For all diabetics, lifestyle changes are a must. This includes stopping smoking, exercising regularly, eating a balanced diet (low in carbohydrates, fat and sugars), and maintaining a healthy weight, cholesterol level and blood pressure level. It is important that all people lead a healthy lifestyle. However, it is especially important if you are a diabetic. Why? Because all of these risk factors compound the severity of diabetes.
Coronary artery disease is a result of plaque buildup within the artery walls.
A gradual build-up of fat (cholesterol) in the coronary ateries causes them to become blocked or narrowed. This build-up is called “atherosclerotic plaque” or simply “plaque.” When this occurs, the arteries cannot deliver sufficient blood to the heart. This condition is referred to as coronary artery disease (CAD).
What are the warning signs and symptoms of coronary artery disease? Angina pectoris (also referred to as chest pain) is a warning sign of coronary artery disease. Do not ignore this symptom, as it is often a sign of an impending heart attack. If you or someone you know is experiencing angina, call
9-1-1 at once to get to an emergency room immediately.
It is important to understand that men and women experience angina differently. These differences are described below:
Men typically experience the following common warning signs of a heart attack: severe to moderate chest pain, dizziness, shortness of breath, nausea, radiating pain in the arms and chest.
Women may have symptoms that differ greatly from men. While chest pain is often a key warning sign of a heart attack, some women who have a heart attack do not experience chest pain. A woman’s pain may be in the back, arm, neck, shoulder, and/or throat. Also, women will typically have more “non-pain” symptoms than men. These include vomiting, nausea, fatigue and shortness of breath.
It is also surprisingly common for people to experience no symptoms at all. Additionally, some people experience persistent flu-like symptoms. This is especially true of diabetics and those over the age of 75. We recommend that these individuals visit their family physician and/or cardiologist on a regular basis to continually monitor their health.
How is coronary artery disease detected? Usually doctors suspect that you have cardiovascular disease based on your cardiovascular risk factors. During a physical exam, your doctor will evaluate many of these risks, which include diabetes, high blood pressure, high blood cholesterol, previous family history, history of smoking, etc…
We invite you to take our free online cardiovascular risk assessment at any time to evaluate your cardiovascular health. It only takes about ten minutes, and your results are generated immediately. Please print and bring these results to your next physician visit.

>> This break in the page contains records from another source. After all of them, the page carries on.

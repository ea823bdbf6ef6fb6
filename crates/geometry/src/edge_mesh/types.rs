//! Type definitions for the edge mesh.

use glam::DVec3;
use serde::{Deserialize, Serialize};

/// Type-safe vertex identifier
#[derive(Debug, Clone, Copy, PartialEq, Eq, Hash, PartialOrd, Ord, Serialize, Deserialize)]
pub struct VertexId(pub u32);

/// Type-safe edge identifier
#[derive(Debug, Clone, Copy, PartialEq, Eq, Hash, PartialOrd, Ord, Serialize, Deserialize)]
pub struct EdgeId(pub u32);

/// Type-safe face identifier
#[derive(Debug, Clone, Copy, PartialEq, Eq, Hash, PartialOrd, Ord, Serialize, Deserialize)]
pub struct FaceId(pub u32);

impl VertexId {
    pub fn index(self) -> usize {
        self.0 as usize
    }
}

impl EdgeId {
    pub fn index(self) -> usize {
        self.0 as usize
    }
}

impl FaceId {
    pub fn index(self) -> usize {
        self.0 as usize
    }
}

/// An undirected edge between two vertices.
///
/// Endpoints are stored canonically with `vertices[0] < vertices[1]`, so an
/// edge shared by two faces is enumerated exactly once.
#[derive(Debug, Clone, Copy, PartialEq, Eq, Serialize, Deserialize)]
pub struct Edge {
    pub id: EdgeId,
    pub vertices: [VertexId; 2],
}

/// A polygon face with its vertex loop in winding order.
#[derive(Debug, Clone, PartialEq, Serialize, Deserialize)]
pub struct Face {
    pub id: FaceId,
    pub vertices: Vec<VertexId>,
    /// Cached face normal (unit length, zero for degenerate faces)
    pub normal: DVec3,
}

/// One row of a vertex iteration: everything a deformer reads per vertex.
#[derive(Debug, Clone, Copy)]
pub struct VertexView<'a> {
    pub id: VertexId,
    pub position: DVec3,
    pub normal: DVec3,
    pub connected_edges: &'a [EdgeId],
}

/// Errors that can occur while building or updating an edge mesh
#[derive(Debug, thiserror::Error)]
pub enum GeometryError {
    #[error("Invalid mesh topology: {0}")]
    InvalidTopology(String),
    #[error("Face {face} references vertex {vertex} but the mesh has {vertex_count} vertices")]
    VertexOutOfRange {
        face: usize,
        vertex: u32,
        vertex_count: usize,
    },
    #[error("Expected {expected} normals, got {actual}")]
    NormalCountMismatch { expected: usize, actual: usize },
    #[error("Point buffer holds {actual} values, expected {expected}")]
    PointBufferLength { expected: usize, actual: usize },
    #[error("Point buffer cast failed: {0}")]
    PointBufferCast(bytemuck::PodCastError),
    #[cfg(feature = "bevy")]
    #[error("Mesh has no position attribute")]
    NoPositions,
    #[cfg(feature = "bevy")]
    #[error("Mesh has no indices")]
    NoIndices,
}
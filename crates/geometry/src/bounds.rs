//! Axis-aligned bounding boxes for spatial culling.

use glam::DVec3;
use serde::{Deserialize, Serialize};

/// Axis-aligned bounding box.
#[derive(Debug, Clone, Copy, PartialEq, Serialize, Deserialize)]
pub struct Aabb {
    pub min: DVec3,
    pub max: DVec3,
}

impl Aabb {
    pub fn new(min: DVec3, max: DVec3) -> Self {
        Self { min, max }
    }

    /// An inverted box that any included point will replace.
    pub fn empty() -> Self {
        Self {
            min: DVec3::splat(f64::MAX),
            max: DVec3::splat(f64::MIN),
        }
    }

    pub fn from_points(points: &[DVec3]) -> Self {
        let mut bounds = Self::empty();
        for &p in points {
            bounds.include_point(p);
        }
        bounds
    }

    pub fn is_empty(&self) -> bool {
        self.min.x > self.max.x || self.min.y > self.max.y || self.min.z > self.max.z
    }

    pub fn include_point(&mut self, point: DVec3) {
        self.min = self.min.min(point);
        self.max = self.max.max(point);
    }

    pub fn center(&self) -> DVec3 {
        (self.min + self.max) * 0.5
    }

    pub fn size(&self) -> DVec3 {
        self.max - self.min
    }

    pub fn contains_point(&self, point: DVec3) -> bool {
        point.x >= self.min.x
            && point.x <= self.max.x
            && point.y >= self.min.y
            && point.y <= self.max.y
            && point.z >= self.min.z
            && point.z <= self.max.z
    }

    /// Squared distance from a point to the box (zero inside).
    pub fn distance_squared_to(&self, point: DVec3) -> f64 {
        let closest = point.clamp(self.min, self.max);
        closest.distance_squared(point)
    }

    pub fn intersects_sphere(&self, center: DVec3, radius: f64) -> bool {
        self.distance_squared_to(center) <= radius * radius
    }

    /// Grow to cover `other`. Empty boxes leave `self` unchanged.
    pub fn include_aabb(&mut self, other: &Aabb) {
        if other.is_empty() {
            return;
        }
        self.include_point(other.min);
        self.include_point(other.max);
    }

    /// Octant index (0..8) of `point` around the box center.
    pub fn octant_for_point(&self, point: DVec3) -> usize {
        let center = self.center();
        let mut index = 0;
        if point.x >= center.x {
            index |= 1;
        }
        if point.y >= center.y {
            index |= 2;
        }
        if point.z >= center.z {
            index |= 4;
        }
        index
    }

    /// Bounds of one octant of this box.
    pub fn octant_bounds(&self, octant: usize) -> Aabb {
        let center = self.center();
        let pick = |bit: usize, low: f64, mid: f64| if octant & bit != 0 { mid } else { low };
        let min = DVec3::new(
            pick(1, self.min.x, center.x),
            pick(2, self.min.y, center.y),
            pick(4, self.min.z, center.z),
        );
        let pick_max = |bit: usize, mid: f64, high: f64| if octant & bit != 0 { high } else { mid };
        let max = DVec3::new(
            pick_max(1, center.x, self.max.x),
            pick_max(2, center.y, self.max.y),
            pick_max(4, center.z, self.max.z),
        );
        Aabb::new(min, max)
    }
}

In addition to evaluating your risk factors, noninvasive imaging techniques are available to detect coronary artery disease at its earliest stage. Young or old, it is extremely important to be aware of coronary artery disease. It is a progressive disease that can lead to death or heart failure. There are many treatment options which can slow the progression or, in some cases, reverse the effects of the disease.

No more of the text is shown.